Mademoiselle Henriette ? Cette fois, c'est une voix fraîche qui a parlé, une porteuse de pain, en taille claire malgré la saison. Elle tient, appuyée contre sa poitrine, la tête de sa sæur jeune, une créature bien frèle, anémiée, malade, qui est petite ouvrière dans une maison de couture. « N'est-ce pas, mademoiselle Henriette, qu'elle a tort de ne pas vouloir mettre un vésicatoire? » Les lèvres blanches de la couturière ont répondu : « Il n'y a plus de place pour en mettre. Et puis j'ai mal partout, surtout aux yeux. Connaissez-vous cette douleur-là, mademoiselle Henriette, sous les paupières, comme des charbons? - Oui, quelquefois je l'ai eue, à force de veiller, et de voir passer des couleurs. Le grain de l'étoffe lime les yeux. » La porteuse de pain a repris : « Si vous pouviez la faire envoyer dans le Midi, ou dans une maison où on la soignerait mieux que chez nous ? » Et, comme la malade faisait signe que non, étant de celles qui se sentent trop blessées, qui ne croient plus aux remèdes, Henriette s'est mise à genoux, pour être plus près d'elle, et elle a parlé si doucement, si bien, que la petite a fini par dire : « Vous croyez?... Je peux guérir?... Vous trouverez l'argent qu'il faudra? » Les trois jeunes filles étaient serrées l'une contre l'autre. Leurs visages, qui se ressemblaient si peu, avaient la fraternité charmante du même sentiment.

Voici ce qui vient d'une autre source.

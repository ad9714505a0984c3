//! Candidate file discovery.
//!
//! Walks a project directory and yields every file with a supported
//! extension, skipping excluded directories and files. Directory exclusion
//! matches whole path segments by name, so `lib` skips every directory
//! called `lib` and `src/lib` skips nothing.

use std::collections::HashSet;
use std::path::{Path, PathBuf};

use globset::{Glob, GlobSet, GlobSetBuilder};
use tracing::warn;
use walkdir::{DirEntry, WalkDir};

use crate::error::{Error, IndexError, Result};
use crate::types::SourceKind;

/// Directory names that are never scanned.
pub const DEFAULT_EXCLUDED_DIRS: &[&str] = &["node_modules", "bower_components", "vendor", ".git"];

/// Caller-supplied exclusion entries.
///
/// Built from a list, or from a comma-joined string as given on the command
/// line. Blank entries are dropped.
#[derive(Debug, Clone, Default, PartialEq, Eq)]
pub struct Exclusions(Vec<String>);

impl Exclusions {
    /// Split a comma-joined list such as `"dist,*.min.js"`.
    #[must_use]
    pub fn parse(list: &str) -> Self {
        list.split(',').map(str::to_string).collect()
    }

    /// Iterate over the entries.
    pub fn iter(&self) -> impl Iterator<Item = &str> {
        self.0.iter().map(String::as_str)
    }

    /// Whether there are no entries.
    #[must_use]
    pub fn is_empty(&self) -> bool {
        self.0.is_empty()
    }
}

impl FromIterator<String> for Exclusions {
    fn from_iter<I: IntoIterator<Item = String>>(iter: I) -> Self {
        Self(
            iter.into_iter()
                .map(|entry| entry.trim().to_string())
                .filter(|entry| !entry.is_empty())
                .collect(),
        )
    }
}

impl From<&str> for Exclusions {
    fn from(list: &str) -> Self {
        Self::parse(list)
    }
}

impl From<Vec<String>> for Exclusions {
    fn from(entries: Vec<String>) -> Self {
        entries.into_iter().collect()
    }
}

impl From<&[&str]> for Exclusions {
    fn from(entries: &[&str]) -> Self {
        entries.iter().map(|e| (*e).to_string()).collect()
    }
}

/// Compiled exclusion rules for one run.
#[derive(Debug, Clone)]
pub struct ExclusionSet {
    directories: HashSet<String>,
    file_names: HashSet<String>,
    file_globs: GlobSet,
}

impl ExclusionSet {
    /// Combine the default exclusions with `extra`.
    ///
    /// Entries containing a glob metacharacter (`*?[{`) are file patterns;
    /// any other entry excludes directories and files with that exact name.
    ///
    /// # Errors
    ///
    /// Returns [`Error::Config`] for an invalid glob pattern.
    pub fn new(extra: &Exclusions) -> Result<Self> {
        let mut directories: HashSet<String> =
            DEFAULT_EXCLUDED_DIRS.iter().map(|d| (*d).to_string()).collect();
        let mut file_names = HashSet::new();
        let mut globs = GlobSetBuilder::new();

        for entry in extra.iter() {
            if entry.contains(['*', '?', '[', '{']) {
                let glob = Glob::new(entry)
                    .map_err(|e| Error::Config(format!("invalid exclusion pattern {entry:?}: {e}")))?;
                globs.add(glob);
            } else {
                directories.insert(entry.to_string());
                file_names.insert(entry.to_string());
            }
        }

        let file_globs = globs
            .build()
            .map_err(|e| Error::Config(format!("invalid exclusion patterns: {e}")))?;

        Ok(Self {
            directories,
            file_names,
            file_globs,
        })
    }

    /// Whether a directory with this name is skipped.
    #[must_use]
    pub fn excludes_dir(&self, name: &str) -> bool {
        self.directories.contains(name)
    }

    /// Whether a file with this name is skipped.
    #[must_use]
    pub fn excludes_file(&self, name: &str) -> bool {
        self.file_names.contains(name) || self.file_globs.is_match(name)
    }
}

/// Walk `root` and yield candidate source files in a stable order.
///
/// Entries that cannot be read are logged and skipped. Symbolic links are
/// not followed.
pub fn walk<'a>(root: &Path, exclusions: &'a ExclusionSet) -> impl Iterator<Item = PathBuf> + use<'a> {
    WalkDir::new(root)
        .sort_by_file_name()
        .into_iter()
        .filter_entry(move |entry| {
            entry.depth() == 0
                || !entry.file_type().is_dir()
                || !exclusions.excludes_dir(&entry.file_name().to_string_lossy())
        })
        .filter_map(|entry| match entry {
            Ok(entry) => Some(entry),
            Err(e) => {
                warn!(
                    path = ?e.path(),
                    error = %e,
                    "Cannot read directory entry, skipping"
                );
                None
            }
        })
        .filter(move |entry| is_candidate(entry, exclusions))
        .map(DirEntry::into_path)
}

fn is_candidate(entry: &DirEntry, exclusions: &ExclusionSet) -> bool {
    entry.file_type().is_file()
        && SourceKind::from_path(entry.path()).is_some()
        && !exclusions.excludes_file(&entry.file_name().to_string_lossy())
}

/// Read a source file as UTF-8 text.
///
/// # Errors
///
/// Returns an [`IndexError`] for unreadable or non-UTF-8 files; the caller
/// treats them as having no content.
pub fn read_source(path: &Path) -> std::result::Result<String, IndexError> {
    let bytes = std::fs::read(path).map_err(|e| IndexError::io_error(path.to_path_buf(), &e))?;
    String::from_utf8(bytes).map_err(|_| IndexError::encoding_error(path.to_path_buf()))
}
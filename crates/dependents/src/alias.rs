//! Lexical alias substitution for module specifiers.
//!
//! The first `/`-separated segment of a specifier is looked up in the
//! config's `paths` table and replaced by its target. Substitution happens
//! once; a target that itself starts with another alias is not expanded
//! again. Where a relative target ends up on disk is decided later by the
//! canonicalizer, which anchors it at the config's base directory.

use std::borrow::Cow;

use crate::config::ModuleAliasConfig;

/// A specifier after alias lookup.
#[derive(Debug, Clone, PartialEq, Eq)]
pub struct AliasResolution<'a> {
    /// The (possibly rewritten) specifier
    pub specifier: Cow<'a, str>,
    /// Whether an alias matched
    pub aliased: bool,
}

impl<'a> AliasResolution<'a> {
    fn unchanged(specifier: &'a str) -> Self {
        Self {
            specifier: Cow::Borrowed(specifier),
            aliased: false,
        }
    }

    /// The specifier as a string slice.
    #[must_use]
    pub fn as_str(&self) -> &str {
        &self.specifier
    }
}

/// Rewrite `raw` through the alias table of `config`.
///
/// With no config, or no matching alias, the specifier is returned as is.
#[must_use]
pub fn resolve<'a>(config: Option<&ModuleAliasConfig>, raw: &'a str) -> AliasResolution<'a> {
    let Some(config) = config else {
        return AliasResolution::unchanged(raw);
    };

    let (head, rest) = match raw.split_once('/') {
        Some((head, rest)) => (head, rest),
        None => (raw, ""),
    };

    let Some(target) = config.alias_target(head) else {
        return AliasResolution::unchanged(raw);
    };

    let trimmed = target.trim_end_matches('/');
    let rewritten = if rest.is_empty() {
        // An alias pointing at "/" keeps its root
        if trimmed.is_empty() { target } else { trimmed }.to_string()
    } else {
        format!("{trimmed}/{rest}")
    };

    AliasResolution {
        specifier: Cow::Owned(rewritten),
        aliased: true,
    }
}
//! The reverse dependency index.
//!
//! Maps each dependency to the set of files that import it. A file gets a
//! key the first time it appears on either side of an edge, so "no key" and
//! "empty set" both mean "nothing depends on this".
//!
//! Merging is set union per key, which makes it commutative and idempotent:
//! partial indexes from workers can be folded in any order, any number of
//! times, with the same result.

use std::collections::hash_map::Entry;
use std::collections::{HashMap, HashSet};

use crate::types::CanonicalPath;

/// Dependency → dependents mapping.
#[derive(Debug, Clone, Default, PartialEq, Eq)]
pub struct ReverseIndex {
    entries: HashMap<CanonicalPath, HashSet<CanonicalPath>>,
}

impl ReverseIndex {
    /// Create an empty index.
    #[must_use]
    pub fn new() -> Self {
        Self::default()
    }

    /// Make sure `path` has a key, without adding any dependents.
    pub fn ensure(&mut self, path: CanonicalPath) {
        self.entries.entry(path).or_default();
    }

    /// Record that `dependent` imports `dependency`.
    ///
    /// Both paths get keys. Returns `false` if the edge was already present.
    pub fn add_edge(&mut self, dependency: CanonicalPath, dependent: CanonicalPath) -> bool {
        if let Entry::Vacant(vacant) = self.entries.entry(dependent.clone()) {
            vacant.insert(HashSet::new());
        }
        self.entries.entry(dependency).or_default().insert(dependent)
    }

    /// Fold every key and edge of `other` into this index.
    pub fn merge(&mut self, other: ReverseIndex) {
        if self.entries.is_empty() {
            self.entries = other.entries;
            return;
        }
        for (dependency, dependents) in other.entries {
            self.entries.entry(dependency).or_default().extend(dependents);
        }
    }

    /// Files that directly import `path`, in no particular order.
    pub fn dependents_of<'a>(
        &'a self,
        path: &CanonicalPath,
    ) -> impl Iterator<Item = &'a CanonicalPath> + use<'a> {
        self.entries.get(path).into_iter().flatten()
    }

    /// Whether `path` has a key.
    #[must_use]
    pub fn contains(&self, path: &CanonicalPath) -> bool {
        self.entries.contains_key(path)
    }

    /// Number of keys.
    #[must_use]
    pub fn len(&self) -> usize {
        self.entries.len()
    }

    /// Whether the index has no keys.
    #[must_use]
    pub fn is_empty(&self) -> bool {
        self.entries.is_empty()
    }

    /// Number of distinct edges.
    #[must_use]
    pub fn edge_count(&self) -> usize {
        self.entries.values().map(HashSet::len).sum()
    }

    /// Iterate over `(dependency, dependents)` pairs.
    pub fn iter(&self) -> impl Iterator<Item = (&CanonicalPath, &HashSet<CanonicalPath>)> {
        self.entries.iter()
    }
}
//! Shared server state: loaded search indexes and the currently selected one.

use crate::cache::{IndexCache, LoadedIndex};
use crate::config::Config;
use crate::error::Result;
use anyhow::Context;
use lru::LruCache;
use std::num::NonZeroUsize;
use std::path::{Path, PathBuf};
use std::sync::Arc;
use tokio::sync::RwLock;

/// Number of loaded indexes kept in memory when unconfigured.
const DEFAULT_LRU_SIZE: NonZeroUsize = NonZeroUsize::new(16).unwrap();

/// Results per query when unconfigured.
const DEFAULT_LIMIT: usize = 10;

/// Central coordination point for tool handlers.
///
/// Parsed indexes are immutable and handed out as `Arc<LoadedIndex>`, so queries run
/// without holding any lock.
pub struct DocState {
    /// LRU cache of loaded indexes, keyed by canonical path
    loaded: RwLock<LruCache<PathBuf, Arc<LoadedIndex>>>,

    /// Index that queries run against when none is named
    active: RwLock<Option<PathBuf>>,

    /// On-disk cache of parsed indexes (if enabled)
    disk: Option<IndexCache>,

    /// Result limit for queries that do not give one
    default_limit: usize,
}

impl std::fmt::Debug for DocState {
    fn fmt(&self, f: &mut std::fmt::Formatter<'_>) -> std::fmt::Result {
        f.debug_struct("DocState")
            .field("loaded", &self.loaded.try_read().map(|cache| cache.len()).ok())
            .field("active", &self.active.try_read().map(|a| a.clone()).ok())
            .field("disk", &self.disk)
            .field("default_limit", &self.default_limit)
            .finish()
    }
}

impl Default for DocState {
    fn default() -> Self {
        Self::new(DEFAULT_LRU_SIZE, None)
    }
}

impl DocState {
    pub fn new(capacity: NonZeroUsize, disk: Option<IndexCache>) -> Self {
        Self {
            loaded: RwLock::new(LruCache::new(capacity)),
            active: RwLock::new(None),
            disk,
            default_limit: DEFAULT_LIMIT,
        }
    }

    /// State sized and cached the way `config` asks.
    pub fn from_config(config: &Config) -> Self {
        let capacity = NonZeroUsize::new(config.lru_size).unwrap_or(DEFAULT_LRU_SIZE);
        Self::new(capacity, config.disk_cache()).with_default_limit(config.limit)
    }

    /// Sets the result limit used when a query does not give one.
    pub fn with_default_limit(mut self, limit: usize) -> Self {
        self.default_limit = limit.max(1);
        self
    }

    pub fn default_limit(&self) -> usize {
        self.default_limit
    }

    /// Get an index by path, loading it if needed.
    ///
    /// A cached entry is reused only while the file's modification time is unchanged,
    /// so rebuilding the documentation site is picked up on the next query.
    pub async fn get(&self, path: &Path) -> Result<Arc<LoadedIndex>> {
        let canonical = tokio::fs::canonicalize(path)
            .await
            .with_context(|| format!("Search index not found at {}", path.display()))?;

        let modified = tokio::fs::metadata(&canonical)
            .await
            .ok()
            .and_then(|m| m.modified().ok());

        {
            let mut loaded = self.loaded.write().await;
            if let Some(index) = loaded.get(&canonical) {
                if index.modified == modified {
                    tracing::debug!("Cache hit for {}", canonical.display());
                    return Ok(index.clone());
                }
                tracing::info!("{} changed on disk, reloading", canonical.display());
            }
        }

        let index = match &self.disk {
            Some(disk) => disk.load_or_parse(&canonical).await?,
            None => LoadedIndex::load(&canonical).await?,
        };
        let index = Arc::new(index);

        self.loaded.write().await.put(canonical, index.clone());
        Ok(index)
    }

    /// Load an index and make it the active one.
    pub async fn select(&self, path: &Path) -> Result<Arc<LoadedIndex>> {
        let index = self.get(path).await?;
        *self.active.write().await = Some(index.path.clone());
        tracing::info!("Active search index is now {}", index.path.display());
        Ok(index)
    }

    /// Path of the active index, if one was selected.
    pub async fn active_path(&self) -> Option<PathBuf> {
        self.active.read().await.clone()
    }

    /// The active index, reloaded if it changed on disk.
    pub async fn active(&self) -> Result<Arc<LoadedIndex>> {
        let Some(path) = self.active_path().await else {
            anyhow::bail!(
                "No search index selected. Use set_index with the path to a search_index.js file."
            );
        };
        self.get(&path).await
    }

    /// Drop all loaded indexes (the active selection is kept).
    pub async fn clear(&self) {
        self.loaded.write().await.clear();
    }

    /// Number of indexes currently held in memory.
    pub async fn loaded_count(&self) -> usize {
        self.loaded.read().await.len()
    }
}
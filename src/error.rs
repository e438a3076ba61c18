//! Error handling types and utilities.

use std::path::{Path, PathBuf};

/// A specialized Result type for docsearch-mcp plumbing.
///
/// This is an alias for `anyhow::Result` with context added via `.context()` and
/// `.with_context()` methods throughout the codebase.
pub type Result<T> = anyhow::Result<T>;

/// Error returned when search index source text cannot be decoded into records.
///
/// A failed parse never produces a partially populated store.
#[derive(Debug, thiserror::Error)]
pub enum ParseError {
    /// The payload is not syntactically valid JSON.
    #[error("invalid JSON: {0}")]
    Json(#[source] serde_json::Error),
    /// The top level is not an object holding a `docs` array.
    #[error("expected an object with a \"docs\" array, found {found}")]
    Shape { found: &'static str },
    /// A single record is missing a required field or has a mistyped one.
    #[error("record {index}: {source}")]
    Record {
        index: usize,
        #[source]
        source: serde_json::Error,
    },
    /// The input is neither JSON nor a recognizable script assignment.
    #[error("unrecognized search index script: {0}")]
    Script(String),
}

/// Error returned when loading a search index file fails.
#[derive(Debug, thiserror::Error)]
pub enum LoadError {
    /// The file could not be read.
    #[error("failed to read search index at {}: {source}", path.display())]
    Io {
        path: PathBuf,
        #[source]
        source: std::io::Error,
    },
    /// The file was read but its contents did not parse.
    #[error("failed to parse search index at {}: {source}", path.display())]
    Parse {
        path: PathBuf,
        #[source]
        source: ParseError,
    },
}

impl LoadError {
    /// The path of the index file that failed to load.
    pub fn path(&self) -> &Path {
        match self {
            Self::Io { path, .. } | Self::Parse { path, .. } => path,
        }
    }
}
//! Locating generated search index files below a directory.

use super::set_index::INDEX_FILE_NAME;
use crate::config::expand_tilde;
use anyhow::Context;
use ignore::WalkBuilder;
use rmcp::schemars;
use serde::Deserialize;
use std::path::{Path, PathBuf};

/// Generated sites live a few levels down (`docs/build/`), never much deeper.
const DEFAULT_MAX_DEPTH: usize = 6;

#[derive(Debug, Deserialize, schemars::JsonSchema)]
pub struct FindIndexesRequest {
    /// Directory to search, typically a package root
    pub path: String,
    /// How many directory levels to descend (default 6)
    #[serde(default)]
    pub max_depth: Option<usize>,
}

/// Walk `root` for generated search index files, sorted by path.
///
/// Ignore files are not honored since build output is usually git-ignored;
/// hidden directories are still skipped.
pub fn find_indexes(root: &Path, max_depth: Option<usize>) -> Vec<PathBuf> {
    let mut found: Vec<PathBuf> = WalkBuilder::new(root)
        .max_depth(Some(max_depth.unwrap_or(DEFAULT_MAX_DEPTH)))
        .git_ignore(false)
        .git_global(false)
        .git_exclude(false)
        .ignore(false)
        .build()
        .filter_map(|entry| entry.ok())
        .filter(|entry| entry.file_type().is_some_and(|t| t.is_file()))
        .filter(|entry| entry.file_name() == INDEX_FILE_NAME)
        .map(|entry| entry.into_path())
        .collect();

    found.sort();
    found
}

pub async fn handle_find_indexes(request: FindIndexesRequest) -> Result<String, String> {
    let root = expand_tilde(Path::new(&request.path)).into_owned();
    if !root.is_dir() {
        return Err(format!("Not a directory: {}", root.display()));
    }

    let found = walk(root.clone(), request.max_depth)
        .await
        .map_err(|e| e.to_string())?;
    Ok(format_found(&root, &found))
}

async fn walk(root: PathBuf, max_depth: Option<usize>) -> crate::error::Result<Vec<PathBuf>> {
    tokio::task::spawn_blocking(move || find_indexes(&root, max_depth))
        .await
        .context("Task panicked")
}

pub fn format_found(root: &Path, found: &[PathBuf]) -> String {
    if found.is_empty() {
        return format!(
            "No {} files found under {}. Build the documentation first.\n",
            INDEX_FILE_NAME,
            root.display()
        );
    }

    let mut output = format!("Found {} search indexes under {}:\n\n", found.len(), root.display());
    for path in found {
        output.push_str(&format!("• {}\n", path.display()));
    }
    output.push_str("\nUse set_index with one of these paths to query it.\n");
    output
}

#[cfg(test)]
mod tests {
    use super::*;
    use assert2::{check, let_assert};
    use tempfile::TempDir;

    fn touch(dir: &TempDir, relative: &str) -> PathBuf {
        let path = dir.path().join(relative);
        std::fs::create_dir_all(path.parent().unwrap()).unwrap();
        std::fs::write(&path, "var documenterSearchIndex = {\"docs\":[]}").unwrap();
        path
    }

    #[test]
    fn test_finds_ignored_build_output() {
        let dir = TempDir::new().unwrap();
        std::fs::write(dir.path().join(".gitignore"), "docs/build/\n").unwrap();
        let built = touch(&dir, "docs/build/search_index.js");
        let preview = touch(&dir, "previews/PR58/search_index.js");
        touch(&dir, ".cache/search_index.js");
        touch(&dir, "docs/build/other.js");

        check!(find_indexes(dir.path(), None) == vec![built, preview]);
    }

    #[test]
    fn test_max_depth() {
        let dir = TempDir::new().unwrap();
        touch(&dir, "a/b/c/search_index.js");
        check!(find_indexes(dir.path(), Some(2)).is_empty());
        check!(find_indexes(dir.path(), Some(4)).len() == 1);
    }

    #[tokio::test]
    async fn test_handle_find_indexes() {
        let dir = TempDir::new().unwrap();
        let request = FindIndexesRequest {
            path: dir.path().to_string_lossy().into_owned(),
            max_depth: None,
        };
        let_assert!(Ok(output) = handle_find_indexes(request).await);
        check!(output.starts_with("No search_index.js files found"));

        touch(&dir, "docs/build/search_index.js");
        let request = FindIndexesRequest {
            path: dir.path().to_string_lossy().into_owned(),
            max_depth: None,
        };
        let_assert!(Ok(output) = handle_find_indexes(request).await);
        check!(output.starts_with("Found 1 search indexes"));
        check!(output.contains("docs/build/search_index.js"));
    }

    #[tokio::test]
    async fn test_not_a_directory() {
        let request = FindIndexesRequest {
            path: "/definitely/not/here".into(),
            max_depth: None,
        };
        let_assert!(Err(message) = handle_find_indexes(request).await);
        check!(message.starts_with("Not a directory"));
    }
}
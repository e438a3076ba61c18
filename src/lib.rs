//! Load and query the search index a static documentation generator emits.
//!
//! [`IndexStore`] holds the fragments of one index and answers substring, page and
//! category queries in document order. [`TermIndex`] adds TF-IDF ranking on top.
//! The rest of the crate serves both over MCP and from the command line.

pub mod cache;
pub mod cli;
pub mod config;
pub mod error;
pub mod index;
pub mod search;
pub mod server;
pub mod state;
pub mod tools;
pub mod tracing;

pub use cache::{IndexCache, LoadedIndex};
pub use config::Config;
pub use error::{LoadError, ParseError, Result};
pub use index::{Category, IndexStore, Matches, Record};
pub use search::{Hit, TermIndex, rank};
pub use server::SearchServer;
pub use state::DocState;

Et ainsi de suite, d'arbre en arbre, Henriette allait, faisant ses visites. Ce n'était pas seulement des malades ou des pauvres qu'elle rencontrait. Il y avait des demi-riches, c'est-à-dire des gens qui vivent de leur travail sans avoir peur d'en manquer; et aussi des bien portans, des vaillans, des ménagères qui avaient dix enfans et de la patience pour douze au moins, des gamins rouges comme des brugnons, et des jeunes filles dont le rire, par momens, s'envolait sur la Loire avec le bruit des cloches. Mais elle s'arrêtait plus longtemps auprès de ceux qui souffraient. On la désirait; on la regrettait; une bénédiction s'élevait vers elle de cette foule. Henriette se sentait tout enveloppée de pensées qui disaient : « Ne nous abandonnez plus ! Quelle autre que vous s'est penchée sur la misère de ceux-ci? Les voilà plus forts; les voilà meilleurs. Une grâce est en vous, qui adoucit la peine. Versez-la sur les abandonnés. Soyez celle qui laisse après elle comme un étonnement d'être heureux. Mademoiselle Henriette, l'Espérance est malade en ce monde. »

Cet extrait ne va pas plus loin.